RECORD SET: Begin
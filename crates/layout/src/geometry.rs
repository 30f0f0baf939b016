//! Rectangles and the card orientation.
//!
//! All geometry uses page coordinates: `x` grows to the right and `y` grows
//! upward from the bottom edge of the card. A box is described by its
//! top-left corner, so `y` is the box's TOP edge and the box extends
//! `height` units downward from it.

use serde::{Deserialize, Serialize};

/// An axis-aligned box in card units.
///
/// # Examples
///
/// ```
/// use cardex_layout::Bounds;
///
/// let bounds = Bounds::new(0, 100, 40, 30);
/// assert_eq!(bounds.bottom(), 70);
/// assert_eq!(bounds.right(), 40);
///
/// let inner = bounds.inset(2);
/// assert_eq!(inner, Bounds::new(2, 98, 36, 26));
/// ```
#[derive(Debug, Clone, Copy, Default, PartialEq, Eq, Hash, Serialize, Deserialize)]
pub struct Bounds {
    /// Left edge.
    pub x: i32,
    /// Top edge, measured upward from the card's bottom edge.
    pub y: i32,
    pub width: i32,
    pub height: i32,
}

impl Bounds {
    #[must_use]
    pub const fn new(x: i32, y: i32, width: i32, height: i32) -> Self {
        Self {
            x,
            y,
            width,
            height,
        }
    }

    /// Bottom edge.
    #[must_use]
    pub const fn bottom(&self) -> i32 {
        self.y - self.height
    }

    /// Right edge.
    #[must_use]
    pub const fn right(&self) -> i32 {
        self.x + self.width
    }

    /// Shrinks the box by `amount` on every side.
    ///
    /// Width and height never drop below zero.
    #[must_use]
    pub fn inset(&self, amount: i32) -> Self {
        Self {
            x: self.x + amount,
            y: self.y - amount,
            width: (self.width - 2 * amount).max(0),
            height: (self.height - 2 * amount).max(0),
        }
    }

    /// Shrinks the box by `amount` on the left side only.
    #[must_use]
    pub fn indent(&self, amount: i32) -> Self {
        Self {
            x: self.x + amount,
            width: (self.width - amount).max(0),
            ..*self
        }
    }

    /// Returns `true` if the box has no area.
    #[must_use]
    pub const fn is_empty(&self) -> bool {
        self.width <= 0 || self.height <= 0
    }
}

/// The rectangle a card is laid out in, plus its spacing constants.
///
/// # Examples
///
/// ```
/// use cardex_layout::Orientation;
///
/// let orientation = Orientation::new(200, 300).with_padding(2, 10);
///
/// // Three groups leave room for four paddings.
/// assert_eq!(orientation.available_height(3), 260);
/// ```
#[derive(Debug, Clone, Copy, Default, PartialEq, Eq, Hash, Serialize, Deserialize)]
pub struct Orientation {
    /// Horizontal position of the card on its page.
    pub x_offset: i32,
    /// Vertical position of the card's top edge on its page.
    pub y_offset: i32,
    pub width: i32,
    pub height: i32,
    /// Inset between a column's bounds and its text.
    pub text_padding: i32,
    /// Gap above, between, and below groups.
    pub group_padding: i32,
}

impl Orientation {
    /// Creates an orientation at the origin with no padding.
    #[must_use]
    pub const fn new(width: i32, height: i32) -> Self {
        Self {
            x_offset: 0,
            y_offset: 0,
            width,
            height,
            text_padding: 0,
            group_padding: 0,
        }
    }

    /// Places the card on its page.
    #[must_use]
    pub const fn at(mut self, x_offset: i32, y_offset: i32) -> Self {
        self.x_offset = x_offset;
        self.y_offset = y_offset;
        self
    }

    /// Sets the text and group padding.
    #[must_use]
    pub const fn with_padding(mut self, text_padding: i32, group_padding: i32) -> Self {
        self.text_padding = text_padding;
        self.group_padding = group_padding;
        self
    }

    /// Height left for rows once `group_count + 1` group paddings are taken.
    ///
    /// May be zero or negative when the card is too small.
    #[must_use]
    pub const fn available_height(&self, group_count: usize) -> i32 {
        self.height - self.group_padding * (group_count as i32 + 1)
    }

    /// The card's own bounds in card coordinates.
    #[must_use]
    pub const fn card_bounds(&self) -> Bounds {
        Bounds::new(0, self.height, self.width, self.height)
    }
}

#[cfg(test)]
mod tests {
    use super::*;

    #[test]
    fn inset_never_goes_negative() {
        let bounds = Bounds::new(5, 5, 3, 1).inset(2);
        assert_eq!(bounds, Bounds::new(7, 3, 0, 0));
        assert!(bounds.is_empty());
    }

    #[test]
    fn indent_keeps_vertical_extent() {
        let bounds = Bounds::new(0, 10, 8, 4).indent(3);
        assert_eq!(bounds, Bounds::new(3, 10, 5, 4));
    }

    #[test]
    fn available_height_can_go_negative() {
        let orientation = Orientation::new(10, 10).with_padding(0, 4);
        assert_eq!(orientation.available_height(2), -2);
        assert_eq!(orientation.available_height(0), 6);
    }

    #[test]
    fn card_bounds_cover_the_card() {
        let orientation = Orientation::new(80, 40).at(3, 7);
        assert_eq!(orientation.card_bounds(), Bounds::new(0, 40, 80, 40));
    }
}
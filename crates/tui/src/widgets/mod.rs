//! Widget components for the cardex TUI.
//!
//! Each widget is a plain function that renders into a buffer or a
//! [`RenderSurface`](cardex_layout::RenderSurface), which keeps them easy to
//! test in isolation.
//!
//! # Modules
//!
//! - [`card`]: Draws a laid-out card and formats column text
//! - [`status_bar`]: Renders the footer with the fit check and key hints

pub mod card;
pub mod status_bar;

// Re-export primary rendering functions for convenience
pub use card::{column_label, column_text, draw_card, humanize};
pub use status_bar::{FitStatus, render_status_bar};
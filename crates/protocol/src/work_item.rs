//! Work items displayed on cards.
//!
//! A work item is a bag of named field values. Card columns refer to fields
//! by name; the layout engine only asks whether a field has a value, while
//! the painter decides how to show it.

use std::fmt;

use chrono::NaiveDate;
use indexmap::IndexMap;
use serde::{Deserialize, Serialize};

/// Unique identifier for a work item.
pub type WorkItemId = uuid::Uuid;

/// Name of the field holding a work item's title.
pub const SUBJECT_FIELD: &str = "subject";

/// The value of a single work-item field.
///
/// # Examples
///
/// ```
/// use cardex_protocol::FieldValue;
///
/// assert!(FieldValue::from("  ").is_empty());
/// assert!(!FieldValue::from("Ready").is_empty());
/// assert_eq!(FieldValue::from(vec!["a".to_string(), "b".to_string()]).to_string(), "a, b");
/// ```
#[derive(Debug, Clone, PartialEq, Eq, Serialize, Deserialize)]
#[serde(untagged)]
pub enum FieldValue {
    /// An integer such as an estimate or an identifier.
    Number(i64),
    /// A calendar date, serialized as `YYYY-MM-DD`.
    Date(NaiveDate),
    /// Free text.
    Text(String),
    /// A list of entries such as watchers or tags.
    List(Vec<String>),
}

impl FieldValue {
    /// Returns `true` for blank text and empty lists.
    #[must_use]
    pub fn is_empty(&self) -> bool {
        match self {
            Self::Text(text) => text.trim().is_empty(),
            Self::List(entries) => entries.is_empty(),
            Self::Number(_) | Self::Date(_) => false,
        }
    }

    /// Number of entries for list values.
    #[must_use]
    pub fn count(&self) -> Option<usize> {
        match self {
            Self::List(entries) => Some(entries.len()),
            _ => None,
        }
    }
}

impl fmt::Display for FieldValue {
    fn fmt(&self, f: &mut fmt::Formatter<'_>) -> fmt::Result {
        match self {
            Self::Number(n) => write!(f, "{n}"),
            Self::Date(date) => write!(f, "{}", date.format("%Y-%m-%d")),
            Self::Text(text) => f.write_str(text),
            Self::List(entries) => f.write_str(&entries.join(", ")),
        }
    }
}

impl From<&str> for FieldValue {
    fn from(value: &str) -> Self {
        Self::Text(value.to_string())
    }
}

impl From<String> for FieldValue {
    fn from(value: String) -> Self {
        Self::Text(value)
    }
}

impl From<i64> for FieldValue {
    fn from(value: i64) -> Self {
        Self::Number(value)
    }
}

impl From<NaiveDate> for FieldValue {
    fn from(value: NaiveDate) -> Self {
        Self::Date(value)
    }
}

impl From<Vec<String>> for FieldValue {
    fn from(value: Vec<String>) -> Self {
        Self::List(value)
    }
}

/// A work item whose fields are shown on a card.
///
/// # Examples
///
/// ```
/// use cardex_protocol::WorkItem;
///
/// let item = WorkItem::new("Fix login redirect")
///     .with_field("status", "In progress")
///     .with_field("estimate", 3_i64);
///
/// assert_eq!(item.subject(), Some("Fix login redirect"));
/// assert!(item.has_value("status"));
/// assert!(!item.has_value("assignee"));
/// ```
#[derive(Debug, Clone, PartialEq, Eq, Serialize, Deserialize)]
pub struct WorkItem {
    /// Unique identifier for this work item.
    pub id: WorkItemId,
    /// Field values keyed by field name, in insertion order.
    #[serde(default)]
    pub fields: IndexMap<String, FieldValue>,
}

impl WorkItem {
    /// Creates a work item with a fresh id and the given subject.
    #[must_use]
    pub fn new(subject: impl Into<String>) -> Self {
        Self::with_id(WorkItemId::new_v4(), subject)
    }

    /// Creates a work item with a specific id.
    ///
    /// Useful for tests and for items recreated from storage.
    #[must_use]
    pub fn with_id(id: WorkItemId, subject: impl Into<String>) -> Self {
        let mut fields = IndexMap::new();
        fields.insert(SUBJECT_FIELD.to_string(), FieldValue::Text(subject.into()));
        Self { id, fields }
    }

    /// Adds or replaces a field value.
    #[must_use]
    pub fn with_field(mut self, name: impl Into<String>, value: impl Into<FieldValue>) -> Self {
        self.set_field(name, value);
        self
    }

    /// Adds or replaces a field value in place.
    pub fn set_field(&mut self, name: impl Into<String>, value: impl Into<FieldValue>) {
        self.fields.insert(name.into(), value.into());
    }

    /// Returns the value of a field, if present.
    #[must_use]
    pub fn field(&self, name: &str) -> Option<&FieldValue> {
        self.fields.get(name)
    }

    /// Returns `true` if the field is present and not empty.
    #[must_use]
    pub fn has_value(&self, name: &str) -> bool {
        self.field(name).is_some_and(|value| !value.is_empty())
    }

    /// Returns the subject text, if the item has one.
    #[must_use]
    pub fn subject(&self) -> Option<&str> {
        match self.field(SUBJECT_FIELD) {
            Some(FieldValue::Text(text)) => Some(text),
            _ => None,
        }
    }
}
RECORD SET: End
WHAT YOU HAVE TO DO: Wherever the string "position" appears in the entries above, return the line it appears on.

SOLUTION TO THE PROBLEM:
    /// Horizontal position of the card on its page.
    /// Vertical position of the card's top edge on its page.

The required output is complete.